Trope-a-Day: Homosexual Reproduction

Homosexual Reproduction: This is a trivial matter of routine bioengineering.

(Says it all, really.)

…actually, since this is so short and so is the one that linked to it, here, have that one too…

Has Two Mommies: See Homosexual Reproduction.  Obviously, this happens a lot, as does its Spear Counterpart.

…and to add…

And when I say routine, I mean: off-the-shelf exowombs and off-the-shelf gengineering. They let the newly minted journeysophs do it. It’s easy.

Trope-a-Day: Harmony Versus Discipline

Harmony Versus Discipline: Discipline, all the way.

The essential thesis of the (Imperial mainstream) Church of the Flame, after all – and that of several related secular schools of ethics – is that the universe is fundamentally broken, and the job of sophoncy is, essentially, to learn to emulate the abstract incarnations of perfect principles by way of discovering how, and then to use that (science, progress, agorism-capitalism, engineering, art, and tireless pursuit of awesomeness) to take the universe apart and put it together better.  Perfected.  In short, to immanentize the eschaton.

The notion that nature knows best and should be accepted as it is doesn’t appear on their radar anywhere.

Money, What Does It Look Like?

So, this is something that I posted to one of the worldbuilding lists I’m on, for sundry reasons, and so I thought I’d post it here too: if you’ve ever, at various times in the past when I’ve mentioned money, or at least physical money, wondered just what it looks like – well, now you know.

Coinage

Despite the modern prevalence of virtual, digital currency, the Empire still issues ‘paper’ notes and coins. The current issues are designed to be difficult to counterfeit, to be long-lasting, and to be convenient to carry. This physical currency is produced in three media: coins, bills and certificates (a.k.a. super-bills). For these purposes, the standard unit of currency is the esteyn, divided into twenty-four lumenis, each divided into twelve selenis each (288 selenis to the esteyn). There is also a larger denomination, the arien, equal to six esteyn.

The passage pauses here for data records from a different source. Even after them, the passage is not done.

//! Fixture directories and their transient output
//!
//! A fixture's `out/` (and for web fixtures `dist/`) directory is emptied before every scenario so
//! nothing from a previous run can mask a failure, e.g. a `data.json` copied by an earlier scenario
//! hiding a "module not found" error.

use std::io::ErrorKind;
use std::path::{Path, PathBuf};

use tokio::fs;
use tsconform_core::Target;

use super::error::HarnessError;

/// One fixture project on disk.
#[derive(Debug, Clone)]
pub struct Fixture {
    target: Target,
    id: String,
    dir: PathBuf,
}

impl Fixture {
    pub fn new(fixtures_root: &Path, target: Target, id: &str) -> Self {
        Self {
            target,
            id: id.to_string(),
            dir: fixtures_root.join(target.as_str()).join(id),
        }
    }

    pub fn id(&self) -> &str {
        &self.id
    }

    pub fn dir(&self) -> &Path {
        &self.dir
    }

    pub fn exists(&self) -> bool {
        self.dir.is_dir()
    }

    pub fn tsconfig(&self) -> PathBuf {
        self.dir.join("tsconfig.json")
    }

    pub fn webpack_config(&self) -> PathBuf {
        self.dir.join("webpack.config.js")
    }

    /// Directory webpack writes to and the static server serves.
    pub fn bundle_dir(&self) -> PathBuf {
        self.dir.join("dist")
    }

    /// Resolve a fixture-relative path.
    pub fn path(&self, relative: &str) -> PathBuf {
        self.dir.join(relative)
    }

    /// Empty every output directory of this fixture, creating missing ones.
    pub async fn reset(&self) -> Result<(), HarnessError> {
        for name in self.target.output_dirs() {
            empty_dir(&self.dir.join(name)).await?;
        }
        tracing::debug!(fixture = %self.id, target = %self.target, "reset output directories");
        Ok(())
    }

    /// Copy a side-car file within the fixture, creating parent directories of `to`.
    pub async fn copy(&self, from: &str, to: &str) -> Result<(), HarnessError> {
        let source = self.path(from);
        let dest = self.path(to);
        if let Some(parent) = dest.parent() {
            fs::create_dir_all(parent)
                .await
                .map_err(HarnessError::io("create", parent))?;
        }
        fs::copy(&source, &dest).await.map_err(HarnessError::io("copy", &source))?;
        tracing::debug!(fixture = %self.id, from, to, "copied side-car file");
        Ok(())
    }
}

/// Make `path` an existing, empty directory without removing the directory itself.
pub async fn empty_dir(path: &Path) -> Result<(), HarnessError> {
    let mut entries = match fs::read_dir(path).await {
        Ok(entries) => entries,
        Err(e) if e.kind() == ErrorKind::NotFound => {
            return fs::create_dir_all(path).await.map_err(HarnessError::io("create", path));
        }
        Err(e) => return Err(HarnessError::io("read", path)(e)),
    };

    while let Some(entry) = entries.next_entry().await.map_err(HarnessError::io("read", path))? {
        let entry_path = entry.path();
        let file_type = entry
            .file_type()
            .await
            .map_err(HarnessError::io("inspect", &entry_path))?;
        let removed = if file_type.is_dir() {
            fs::remove_dir_all(&entry_path).await
        } else {
            fs::remove_file(&entry_path).await
        };
        removed.map_err(HarnessError::io("remove", &entry_path))?;
    }
    Ok(())
}

#[cfg(test)]
#[allow(clippy::unwrap_used)]
mod tests {
    use super::*;

    fn is_empty_dir(path: &Path) -> bool {
        path.is_dir() && std::fs::read_dir(path).unwrap().next().is_none()
    }

    #[test]
    fn test_paths() {
        let fixture = Fixture::new(Path::new("fixtures"), Target::Web, "preact-h");
        assert_eq!(fixture.dir(), Path::new("fixtures/web/preact-h"));
        assert_eq!(fixture.tsconfig(), PathBuf::from("fixtures/web/preact-h/tsconfig.json"));
        assert_eq!(fixture.webpack_config(), PathBuf::from("fixtures/web/preact-h/webpack.config.js"));
        assert_eq!(fixture.bundle_dir(), PathBuf::from("fixtures/web/preact-h/dist"));
    }

    #[tokio::test]
    async fn test_reset_creates_missing_dirs() {
        let root = tempfile::tempdir().unwrap();
        std::fs::create_dir_all(root.path().join("web/app")).unwrap();
        let fixture = Fixture::new(root.path(), Target::Web, "app");

        fixture.reset().await.unwrap();

        assert!(is_empty_dir(&fixture.path("out")));
        assert!(is_empty_dir(&fixture.path("dist")));
    }

    #[tokio::test]
    async fn test_reset_clears_files_and_subdirs_twice() {
        let root = tempfile::tempdir().unwrap();
        let fixture = Fixture::new(root.path(), Target::Node, "json-array-require");
        std::fs::create_dir_all(fixture.path("out/mymodule")).unwrap();
        std::fs::write(fixture.path("out/data.json"), "[]").unwrap();
        std::fs::write(fixture.path("out/mymodule/index.js"), "").unwrap();
        std::fs::create_dir_all(fixture.path("src")).unwrap();
        std::fs::write(fixture.path("src/main.ts"), "").unwrap();

        fixture.reset().await.unwrap();
        assert!(is_empty_dir(&fixture.path("out")));

        fixture.reset().await.unwrap();
        assert!(is_empty_dir(&fixture.path("out")));

        // sources are untouched and node fixtures have no bundle dir
        assert!(fixture.path("src/main.ts").exists());
        assert!(!fixture.path("dist").exists());
    }

    #[tokio::test]
    async fn test_copy_creates_parents() {
        let root = tempfile::tempdir().unwrap();
        let fixture = Fixture::new(root.path(), Target::Node, "commonjs-typed-named-require");
        std::fs::create_dir_all(fixture.path("src/mymodule")).unwrap();
        std::fs::write(fixture.path("src/mymodule/package.json"), r#"{"main":"mymodule.js"}"#).unwrap();

        fixture
            .copy("src/mymodule/package.json", "out/mymodule/package.json")
            .await
            .unwrap();

        let copied = std::fs::read_to_string(fixture.path("out/mymodule/package.json")).unwrap();
        assert_eq!(copied, r#"{"main":"mymodule.js"}"#);
    }

    #[tokio::test]
    async fn test_copy_missing_source_is_io_error() {
        let root = tempfile::tempdir().unwrap();
        let fixture = Fixture::new(root.path(), Target::Node, "missing");
        let err = fixture.copy("src/data.json", "out/data.json").await.unwrap_err();
        assert!(matches!(err, HarnessError::Io { action: "copy", .. }));
    }
}
//! CLI command implementations
//!
//! All command functions return `CliResult<ExitCode>` instead of calling
//! `process::exit`. Error handling and exits happen in the top-level `run()`.

use std::time::Instant;

use serde::Serialize;
use tokio::runtime::Runtime;
use tsconform_core::{Expect, Scenario, Step, Target};

use crate::config::HarnessConfig;
use crate::harness::{Fixture, HarnessError, ScenarioRunner, cmd_in};

use super::reporter::{ConsoleReporter, RunSummary, ScenarioReporter};
use super::{CliError, CliResult, ExitCode};

fn runtime() -> CliResult<Runtime> {
    Runtime::new().map_err(|e| CliError::failure(format!("Error: failed to start async runtime: {}", e)))
}

/// Catalog scenarios for `targets`, narrowed by an optional keyword.
pub fn select_scenarios(targets: &[Target], filter: Option<&str>) -> Vec<&'static Scenario> {
    targets
        .iter()
        .flat_map(|target| target.scenarios())
        .filter(|scenario| filter.is_none_or(|keyword| scenario.matches(keyword)))
        .collect()
}

/// Run every scenario in order, reporting as we go.
pub async fn run_scenarios(
    runner: &ScenarioRunner,
    scenarios: &[&Scenario],
    reporter: &mut dyn ScenarioReporter,
    stop_on_fail: bool,
) -> RunSummary {
    let start = Instant::now();
    reporter.on_collection_complete(scenarios.len());

    let mut summary = RunSummary::default();
    for scenario in scenarios {
        reporter.on_scenario_start(scenario);
        let outcome = runner.run(scenario).await;
        summary.record(&outcome);
        reporter.on_scenario_complete(scenario, &outcome);

        if stop_on_fail && outcome.is_failure() {
            break;
        }
    }

    summary.duration = start.elapsed();
    reporter.on_run_complete(&summary);
    summary
}

/// `tsconform run`
pub fn run_suite(
    config: HarnessConfig,
    targets: &[Target],
    filter: Option<&str>,
    stop_on_fail: bool,
    verbose: bool,
) -> CliResult<ExitCode> {
    let scenarios = select_scenarios(targets, filter);
    if scenarios.is_empty() {
        eprintln!("No scenarios collected");
        return Ok(ExitCode::SUCCESS);
    }

    tracing::debug!(
        root = %config.root.display(),
        port = config.port,
        scenarios = scenarios.len(),
        "starting conformance run"
    );

    let runner = ScenarioRunner::new(config);
    let mut reporter = ConsoleReporter::new(verbose);
    let summary = runtime()?.block_on(run_scenarios(&runner, &scenarios, &mut reporter, stop_on_fail));

    if summary.is_success() {
        Ok(ExitCode::SUCCESS)
    } else {
        // Summary already printed
        Err(CliError::new("", ExitCode::FAILURE))
    }
}

/// One catalog entry as printed by `tsconform list --json`.
#[derive(Debug, Serialize)]
pub struct ListedScenario {
    pub target: &'static str,
    pub group: &'static str,
    pub title: &'static str,
    pub fixture: &'static str,
    pub steps: Vec<String>,
}

impl From<&Scenario> for ListedScenario {
    fn from(scenario: &Scenario) -> Self {
        Self {
            target: scenario.target.as_str(),
            group: scenario.group,
            title: scenario.title,
            fixture: scenario.fixture,
            steps: scenario.steps.iter().map(describe_step).collect(),
        }
    }
}

fn expectation(expect: Expect) -> &'static str {
    match expect {
        Expect::Pass => "passes",
        Expect::Fail => "fails",
    }
}

/// Human-readable one-liner for a step.
pub fn describe_step(step: &Step) -> String {
    match step {
        Step::Typecheck(expect) => format!("typecheck {}", expectation(*expect)),
        Step::Build(expect) => format!("build {}", expectation(*expect)),
        Step::Copy { from, to } => format!("copy {} -> {}", from, to),
        Step::NodeRuntime { entry, expected } => format!("node {} prints {:?}", entry, expected),
        Step::NodeRuntimeFails { entry } => format!("node {} fails", entry),
        Step::BrowserRuntime { expected } => format!("#hello renders {:?}", expected),
    }
}

/// Plain-text catalog listing, one scenario per block.
pub fn format_listing(scenarios: &[&Scenario]) -> String {
    let mut out = String::new();
    let mut group = "";
    for scenario in scenarios {
        if scenario.group != group {
            group = scenario.group;
            out.push_str(&format!("{}\n", group));
        }
        out.push_str(&format!("  {}\n", scenario.display_name()));
        for step in scenario.steps {
            out.push_str(&format!("    - {}\n", describe_step(step)));
        }
    }
    out
}

/// `tsconform list`
pub fn list_scenarios(targets: &[Target], filter: Option<&str>, json: bool) -> CliResult<ExitCode> {
    let scenarios = select_scenarios(targets, filter);
    if json {
        let listed: Vec<ListedScenario> = scenarios.iter().map(|s| ListedScenario::from(*s)).collect();
        let text = serde_json::to_string_pretty(&listed)
            .map_err(|e| CliError::failure(format!("Error: cannot serialize catalog: {}", e)))?;
        println!("{}", text);
    } else {
        print!("{}", format_listing(&scenarios));
        println!("{} scenario(s)", scenarios.len());
    }
    Ok(ExitCode::SUCCESS)
}

/// `tsconform reset <target> <id>`
pub fn reset_fixture(config: &HarnessConfig, target: Target, id: &str) -> CliResult<ExitCode> {
    let fixture = Fixture::new(&config.fixtures_root(), target, id);
    if !fixture.exists() {
        let missing = HarnessError::FixtureMissing(fixture.dir().to_path_buf());
        return Err(CliError::failure(format!("Error: {}", missing)));
    }

    runtime()?
        .block_on(fixture.reset())
        .map_err(|e| CliError::failure(format!("Error: {}", e)))?;

    println!("reset {}", fixture.dir().display());
    Ok(ExitCode::SUCCESS)
}

/// `tsconform exec <command>`: print the `{output, errors}` JSON; exit 1 if there are errors.
pub fn exec_command(config: &HarnessConfig, command: &str) -> CliResult<ExitCode> {
    let result = runtime()?.block_on(cmd_in(command, Some(&config.root)));
    let text = serde_json::to_string_pretty(&result)
        .map_err(|e| CliError::failure(format!("Error: cannot serialize result: {}", e)))?;
    println!("{}", text);

    if result.has_errors() {
        Ok(ExitCode::FAILURE)
    } else {
        Ok(ExitCode::SUCCESS)
    }
}
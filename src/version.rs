//! Harness version information.
//!
//! Taken from Cargo metadata (`CARGO_PKG_VERSION`) at compile time; prefer this constant over
//! repeating `env!("CARGO_PKG_VERSION")`.

/// The tsconform version string (for example, `0.1.0`).
pub const TSCONFORM_VERSION: &str = env!("CARGO_PKG_VERSION");
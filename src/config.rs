//! Harness configuration
//!
//! Defaults match the layout of this repository: fixtures under `fixtures/<target>/<id>`, tools
//! resolved through `npx`, bundles served on port 3000. Environment variables and CLI flags
//! override individual fields.

use std::env;
use std::path::{Path, PathBuf};

use tsconform_core::{PROBE_ELEMENT_ID, Target};

/// Port the browser fixtures are served on. Several asset expectations embed it literally.
pub const DEFAULT_PORT: u16 = 3000;

pub const ENV_ROOT: &str = "TSCONFORM_ROOT";
pub const ENV_PORT: &str = "TSCONFORM_PORT";
pub const ENV_NPX: &str = "TSCONFORM_NPX";
pub const ENV_NODE: &str = "TSCONFORM_NODE";

/// Harness configuration
#[derive(Debug, Clone)]
pub struct HarnessConfig {
    /// Directory commands run in; holds `package.json` and `node_modules`
    pub root: PathBuf,
    /// Fixtures directory, relative to `root` unless absolute
    pub fixtures_dir: PathBuf,
    /// Launcher for `tsc` and `webpack`
    pub npx: String,
    /// JavaScript engine for Node fixtures and the browser driver
    pub node: String,
    /// Static server port for browser fixtures
    pub port: u16,
    /// DOM id read by the browser probe
    pub probe_element: String,
}

impl Default for HarnessConfig {
    fn default() -> Self {
        Self {
            root: PathBuf::from("."),
            fixtures_dir: PathBuf::from("fixtures"),
            npx: "npx".to_string(),
            node: "node".to_string(),
            port: DEFAULT_PORT,
            probe_element: PROBE_ELEMENT_ID.to_string(),
        }
    }
}

impl HarnessConfig {
    pub fn new() -> Self {
        Self::default()
    }

    /// Defaults overridden by `TSCONFORM_*` environment variables.
    ///
    /// An unparsable `TSCONFORM_PORT` is ignored with a warning.
    pub fn from_env() -> Self {
        let mut config = Self::default();
        if let Ok(root) = env::var(ENV_ROOT) {
            config.root = PathBuf::from(root);
        }
        if let Ok(port) = env::var(ENV_PORT) {
            match port.parse() {
                Ok(port) => config.port = port,
                Err(e) => tracing::warn!("ignoring {}={:?}: {}", ENV_PORT, port, e),
            }
        }
        if let Ok(npx) = env::var(ENV_NPX) {
            config.npx = npx;
        }
        if let Ok(node) = env::var(ENV_NODE) {
            config.node = node;
        }
        config
    }

    pub fn with_root(mut self, root: impl Into<PathBuf>) -> Self {
        self.root = root.into();
        self
    }

    pub fn with_fixtures_dir(mut self, dir: impl Into<PathBuf>) -> Self {
        self.fixtures_dir = dir.into();
        self
    }

    pub fn with_npx(mut self, npx: impl Into<String>) -> Self {
        self.npx = npx.into();
        self
    }

    pub fn with_node(mut self, node: impl Into<String>) -> Self {
        self.node = node.into();
        self
    }

    pub fn with_port(mut self, port: u16) -> Self {
        self.port = port;
        self
    }

    /// Absolute-or-root-relative directory holding `<target>/<id>` fixtures.
    pub fn fixtures_root(&self) -> PathBuf {
        self.root.join(&self.fixtures_dir)
    }

    pub fn target_dir(&self, target: Target) -> PathBuf {
        self.fixtures_root().join(target.as_str())
    }

    /// Path as handed to tools, which run with `root` as working directory.
    pub fn relative_to_root<'a>(&self, path: &'a Path) -> &'a Path {
        path.strip_prefix(&self.root).unwrap_or(path)
    }

    /// `npx tsc --build <tsconfig>`
    pub fn typecheck_command(&self, tsconfig: &Path) -> String {
        format!("{} tsc --build {}", self.npx, quote(tsconfig))
    }

    /// `npx webpack --config <webpack.config.js>`
    pub fn build_command(&self, webpack_config: &Path) -> String {
        format!("{} webpack --config {}", self.npx, quote(webpack_config))
    }

    /// `node <entry>`
    pub fn runtime_command(&self, entry: &Path) -> String {
        format!("{} {}", self.node, quote(entry))
    }
}

/// Double-quote a path for the platform shell.
pub fn quote(path: &Path) -> String {
    format!("\"{}\"", path.display())
}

Each esteyn coin, bill, and certificate is imprinted with the legend, “By Our Imperial Word, One Esteyn” (or whatever the denomination happens to be). Most people leave it there, but were you to go to the Exchequer and ask, “Ah, what word exactly?”, what they would tell you is that the guarantee is that what Yesterday’s Esteyn would buy, Today’s Esteyn will buy, and what Today’s Esteyn bought, Tomorrow’s Esteyn will also buy; that is, that it’s a reliable store of value that doesn’t have an accidental or deliberate inflationary or deflationary trend to it.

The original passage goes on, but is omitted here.